### Input records ###

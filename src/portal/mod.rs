//! The document upload portal: categories, form validation, submission and step control.

pub mod categories;
pub mod controller;
pub mod form;
pub mod submission;
pub mod validation;

pub use categories::{
    ActiveFlags, CategoryDefinition, CategoryError, CategoryRegistry, FileCategory, Flag,
    Requirement,
};
pub use controller::{PortalController, PortalError, WorkflowStep};
pub use form::{FormState, Institution, ProjectType};
pub use submission::{SubmissionFailure, SubmissionReceipt};
pub use validation::{validate, ValidationReport};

###

### What this task involves
Your task is to output the full set of records exactly as presented.

### Problem solution
filename src/portal/mod.rs
//! The document upload portal: categories, form validation, submission and step control.

pub mod categories;
pub mod controller;
pub mod form;
pub mod submission;
pub mod validation;

pub use categories::{
    ActiveFlags, CategoryDefinition, CategoryError, CategoryRegistry, FileCategory, Flag,
    Requirement,
};
pub use controller::{PortalController, PortalError, WorkflowStep};
pub use form::{FormState, Institution, ProjectType};
pub use submission::{SubmissionFailure, SubmissionReceipt};
pub use validation::{validate, ValidationReport};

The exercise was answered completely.